● **Work request**:
Scan the records below for the word "then". Copy each line where it appears.

● **Listed entries**:
//! Source description (PT=202, RFC 3550 §6.5).

use super::header::{get_u32, put_u32, Header, MAX_COUNT, PT_SDES};
use crate::error::{ensure_len, Error, Result};
use std::fmt;

/// SDES item types.
#[derive(Debug, Clone, Copy, PartialEq, Eq)]
#[repr(u8)]
pub enum SdesItemType {
    End = 0,
    Cname = 1,
    Name = 2,
    Email = 3,
    Phone = 4,
    Loc = 5,
    Tool = 6,
    Note = 7,
    Priv = 8,
}

impl TryFrom<u8> for SdesItemType {
    type Error = Error;

    fn try_from(value: u8) -> Result<Self> {
        // ---
        Ok(match value {
            0 => SdesItemType::End,
            1 => SdesItemType::Cname,
            2 => SdesItemType::Name,
            3 => SdesItemType::Email,
            4 => SdesItemType::Phone,
            5 => SdesItemType::Loc,
            6 => SdesItemType::Tool,
            7 => SdesItemType::Note,
            8 => SdesItemType::Priv,
            other => return Err(Error::UnknownSdesItem(other)),
        })
    }
}

/// One SDES item. For `Priv` the text holds the raw prefix-length,
/// prefix and value bytes.
#[derive(Debug, Clone, PartialEq, Eq)]
pub struct SdesItem {
    pub item_type: SdesItemType,
    pub text: Vec<u8>,
}

/// Items describing one source.
#[derive(Debug, Clone, PartialEq, Eq)]
pub struct SdesChunk {
    // ---
    pub ssrc: u32,
    pub items: Vec<SdesItem>,
}

impl SdesChunk {
    // ---
    /// Wire size: SSRC, items, then at least one null octet, padded to 32 bits.
    fn size(&self) -> usize {
        // ---
        let items: usize = self.items.iter().map(|i| 2 + i.text.len()).sum();
        (4 + items + 1 + 3) & !3
    }

    /// Parses one chunk, returning it and the number of bytes consumed.
    fn parse(buf: &[u8]) -> Result<(Self, usize)> {
        // ---
        ensure_len(buf, 4)?;
        let ssrc = get_u32(buf, 0);
        let mut items = Vec::new();
        let mut offset = 4;

        loop {
            ensure_len(buf, offset + 1)?;
            let item_type = SdesItemType::try_from(buf[offset])?;
            if item_type == SdesItemType::End {
                // null item, then pad to the next 32-bit boundary
                offset = (offset + 1 + 3) & !3;
                break;
            }

            ensure_len(buf, offset + 2)?;
            let len = buf[offset + 1] as usize;
            ensure_len(buf, offset + 2 + len)?;
            items.push(SdesItem {
                item_type,
                text: buf[offset + 2..offset + 2 + len].to_vec(),
            });
            offset += 2 + len;
        }

        Ok((Self { ssrc, items }, offset.min(buf.len())))
    }

    fn write_to(&self, buf: &mut Vec<u8>) {
        // ---
        let start = buf.len();
        put_u32(buf, self.ssrc);
        for item in &self.items {
            let len = item.text.len().min(u8::MAX as usize);
            buf.push(item.item_type as u8);
            buf.push(len as u8);
            buf.extend_from_slice(&item.text[..len]);
        }
        buf.push(SdesItemType::End as u8);
        while (buf.len() - start) % 4 != 0 {
            buf.push(0);
        }
    }
}

/// Source description packet.
#[derive(Debug, Clone, Default, PartialEq, Eq)]
pub struct SourceDescription {
    pub chunks: Vec<SdesChunk>,
}

impl SourceDescription {
    // ---
    /// Single-chunk SDES carrying a CNAME.
    pub fn with_cname(ssrc: u32, cname: &str) -> Self {
        // ---
        Self {
            chunks: vec![SdesChunk {
                ssrc,
                items: vec![SdesItem {
                    item_type: SdesItemType::Cname,
                    text: cname.as_bytes().to_vec(),
                }],
            }],
        }
    }

    /// Parses a full SDES packet (header included).
    ///
    /// # Errors
    ///
    /// Fails on truncated chunks and on item types outside 0..=8.
    pub fn parse(buf: &[u8]) -> Result<Self> {
        // ---
        let header = Header::parse(buf)?;
        header.expect(PT_SDES, None)?;
        let body = header.body(buf)?;

        let mut chunks = Vec::with_capacity(header.count as usize);
        let mut offset = 0;
        for _ in 0..header.count {
            let (chunk, used) = SdesChunk::parse(&body[offset..])?;
            chunks.push(chunk);
            offset += used;
        }

        Ok(Self { chunks })
    }

    pub fn header(&self) -> Header {
        // ---
        let chunks = self.chunks.len().min(MAX_COUNT);
        let body: usize = self.chunks[..chunks].iter().map(SdesChunk::size).sum();
        Header::new(chunks as u8, PT_SDES, body)
    }

    /// Serializes at most 31 chunks; item text longer than 255 bytes is cut.
    pub fn to_bytes(&self) -> Vec<u8> {
        // ---
        let header = self.header();
        let mut buf = Vec::with_capacity(header.full_packet_size());
        buf.extend_from_slice(&header.to_bytes());
        for chunk in self.chunks.iter().take(MAX_COUNT) {
            chunk.write_to(&mut buf);
        }
        buf
    }

    /// First CNAME found, if any.
    pub fn cname(&self) -> Option<String> {
        // ---
        self.chunks
            .iter()
            .flat_map(|c| c.items.iter())
            .find(|i| i.item_type == SdesItemType::Cname)
            .map(|i| String::from_utf8_lossy(&i.text).into_owned())
    }
}

impl fmt::Display for SourceDescription {
    fn fmt(&self, f: &mut fmt::Formatter<'_>) -> fmt::Result {
        write!(f, "SDES chunks={}", self.chunks.len())?;
        if let Some(cname) = self.cname() {
            write!(f, " cname={cname}")?;
        }
        Ok(())
    }
}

● **Output for this task**:
    /// Wire size: SSRC, items, then at least one null octet, padded to 32 bits.
                // null item, then pad to the next 32-bit boundary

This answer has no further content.